Output must not include these phrases:
Code: Select all
party It
the party It
of the party It
party It was
the party It was
party It was the
David
Re: Get keywords from text file
Posted: Tue Mar 29, 2011 1:53 pm
by DataMystic Support
Ok,
Change the pattern to this:
and the VBScript to this:
Code: Select all
'Output phrases
dim a, b, c, d
dim vbCrLf
vbCrLf = chr(13) & chr(10)
function processLine(line, EOL)
'new word arrives in line
'shift old words along
a = b
b = c
c = d
d = line
out = d & vbCrLf
if c <> "" then out = out & c & " " & d & vbCrLf
if b <> "" then out = out & b & " " & c & " " & d & vbCrLf
if a <> "" then out = out & a & " " & b & " " & c & " " & d & vbCrLf
'start a new phrase if this ends in a period
if right(line,1) = "." then
a = ""
b = ""
c = ""
d = ""
end if
processLine = out
end function
sub startJob()
end sub
sub endJob()
end sub
function startFile()
end function
function endFile()
end function
Re: Get keywords from text file
Posted: Thu Apr 07, 2011 11:51 am
by ezinestein
Hello,
This thread was great, and just what I needed! The last download and code change with the 'period' doesn't work for me. It seems to work just like the previous code and acts as if the period isn't even there. Not sure why cause I know nothing about javascript, but thought I'd mention. Thanks again.
ed
Re: Get keywords from text file
Posted: Sat Apr 23, 2011 10:20 pm
by Richy20
Holy mother of god you people are amazing.
I totally forgot I made this thread and was already searching other forums for help and doing a lot of research myself. I probably searched about 300 pages, tried 10-20 programs etc. I do value every helpful comment (or in this case being spoonfed). I actually concluded my search and frustratingly accepted that with my skill level it can't be done.
I will get through this material and try it out. Thank you DataMystic, I love you!

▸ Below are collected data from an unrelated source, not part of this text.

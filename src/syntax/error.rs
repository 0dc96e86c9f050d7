use std::fmt;

/// Structured parse failure.
///
/// `offset` is the byte offset of the furthest position the parser reached; `expected` lists the
/// tokens that would have allowed it to make progress there.
#[derive(Debug, Clone, PartialEq, Eq)]
pub struct ParseError {
    /// Byte offset into the source text.
    pub offset: usize,
    /// Sorted, de-duplicated token descriptions.
    pub expected: Vec<String>,
    /// Character found at `offset`, `None` at end of input.
    pub found: Option<char>,
    /// Extra detail for failures that are not a missing token (nesting limit, number range).
    pub note: Option<String>,
}

impl ParseError {
    pub(crate) fn new(offset: usize, expected: Vec<String>, found: Option<char>) -> Self {
        Self {
            offset,
            expected,
            found,
            note: None,
        }
    }

    pub(crate) fn with_note(mut self, note: impl Into<String>) -> Self {
        self.note = Some(note.into());
        self
    }

    /// 1-based `(line, column)` of the error within `src`, counted in characters.
    pub fn line_col(&self, src: &str) -> (usize, usize) {
        let upto = src.get(..self.offset).unwrap_or(src);
        let line = upto.matches('\n').count() + 1;
        let col = match upto.rfind('\n') {
            Some(nl) => upto[nl + 1..].chars().count() + 1,
            None => upto.chars().count() + 1,
        };
        (line, col)
    }
}

impl fmt::Display for ParseError {
    fn fmt(&self, f: &mut fmt::Formatter<'_>) -> fmt::Result {
        write!(f, "invalid expression at byte {}", self.offset)?;
        if let Some(note) = &self.note {
            write!(f, ": {note}")?;
        }
        match self.expected.len() {
            0 => {}
            1 => write!(f, ": expected {}", self.expected[0])?,
            _ => write!(f, ": expected one of {}", self.expected.join(", "))?,
        }
        match self.found {
            Some(c) => write!(f, ", found '{c}'"),
            None => f.write_str(", found end of input"),
        }
    }
}

impl std::error::Error for ParseError {}
//! Compo is an embeddable expression language.
//!
//! Expressions look like `@name(arg, arg, ...)`: function calls with literal or nested-call
//! arguments, followed by an optional chain of indexed and member accesses
//! (`@data()['user'].name`, `@data()?['email']`).
//!
//! # Pipeline
//!
//! 1. **Parse**: text -> [`Node`] tree ([`parse`], [`Parser`]); failures are returned as
//!    [`ParseError`] values, never panics.
//! 2. **Evaluate**: [`Node`] + [`Registry`] -> [`Value`] ([`evaluate`], [`Evaluator`]), with
//!    overload resolution among the callables registered under one name.
//! 3. **Serialize** (optional): [`Node`] <-> tagged JSON ([`AstSerializer`], [`encode`],
//!    [`decode`]) for storage or transport.
//!
//! [`Engine`] bundles a registry and configuration for hosts that want one entry point.
//!
//! ```
//! use compo::{Registry, Value, evaluate, parse};
//!
//! let mut registry = Registry::new();
//! registry.register("add", |a: i32, b: i32| a + b);
//!
//! let node = parse("@add(1, 2)").unwrap();
//! assert_eq!(evaluate(&node, &registry).unwrap(), Value::Int(3));
//! ```
#![forbid(unsafe_code)]
#![deny(missing_docs)]

mod ast;
mod engine;
mod foundation;
mod runtime;
mod serialize;
mod stdlib;
mod syntax;

pub use crate::ast::{AccessNode, AstFingerprint, FunctionNode, Literal, Node};
pub use crate::engine::{Engine, EngineConfig};
pub use crate::foundation::error::{CompoError, CompoResult};
pub use crate::runtime::{
    CallError, Callable, CastError, Descriptor, EvalError, EvalOptions, Evaluator, Fit, FromValue,
    IntoCallResult, IntoCallable, IntoValue, NullConditional, Params, Registry, Value, ValueType,
    Variadic, evaluate,
};
pub use crate::serialize::{AstSerializer, FormatError, SerializerOpts, decode, encode};
pub use crate::stdlib::register_std;
pub use crate::syntax::{ParseError, ParseOptions, ParseOutcome, Parser, parse};
use crate::runtime::Registry;
use rust_decimal::Decimal;

pub(super) fn register(r: &mut Registry) {
    r.register("equals", |a: String, b: String| a == b)
        .register("equals", |a: i32, b: i32| a == b)
        .register("equals", |a: Decimal, b: Decimal| a == b)
        .register("equals", |a: bool, b: bool| a == b)
        .register("not", |v: bool| !v)
        .register("and", |a: bool, b: bool| a && b)
        .register("and", |a: bool, b: bool, c: bool| a && b && c)
        .register("or", |a: bool, b: bool| a || b)
        .register("or", |a: bool, b: bool, c: bool| a || b || c)
        .register("if", |c: bool, t: String, f: String| if c { t } else { f })
        .register("if", |c: bool, t: i32, f: i32| if c { t } else { f })
        .register("if", |c: bool, t: Decimal, f: Decimal| if c { t } else { f })
        .register("if", |c: bool, t: bool, f: bool| if c { t } else { f });

    compare(r, "greater", |o| o.is_gt());
    compare(r, "less", |o| o.is_lt());
    compare(r, "greaterorequals", |o| o.is_ge());
    compare(r, "lessorequals", |o| o.is_le());
}

/// Register the int and decimal overloads of one ordering predicate.
fn compare(r: &mut Registry, name: &str, pred: fn(std::cmp::Ordering) -> bool) {
    r.register(name, move |a: i32, b: i32| pred(a.cmp(&b)))
        .register(name, move |a: Decimal, b: Decimal| pred(a.cmp(&b)));
}

#[cfg(test)]
#[path = "../../tests/unit/stdlib/logical.rs"]
mod tests;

edit: IT WORKS! IT REALLY WORKS!
I feed it a article file and came back keywords. I added "count duplicate lines" to get a count for how many keywords/phrases and "descending numeric sort" filter. Now I need to work out how to remove 1 word lines (at first I thought I needed them but I probably won't) and make sure it's capable of processing a lot of files(how he outputs the info for me to be more reachable). This should be easier though as the hardest part for me at least was getting this program(or anything to that matter) give me a list of words and phrases. THANK YOU ALL!!!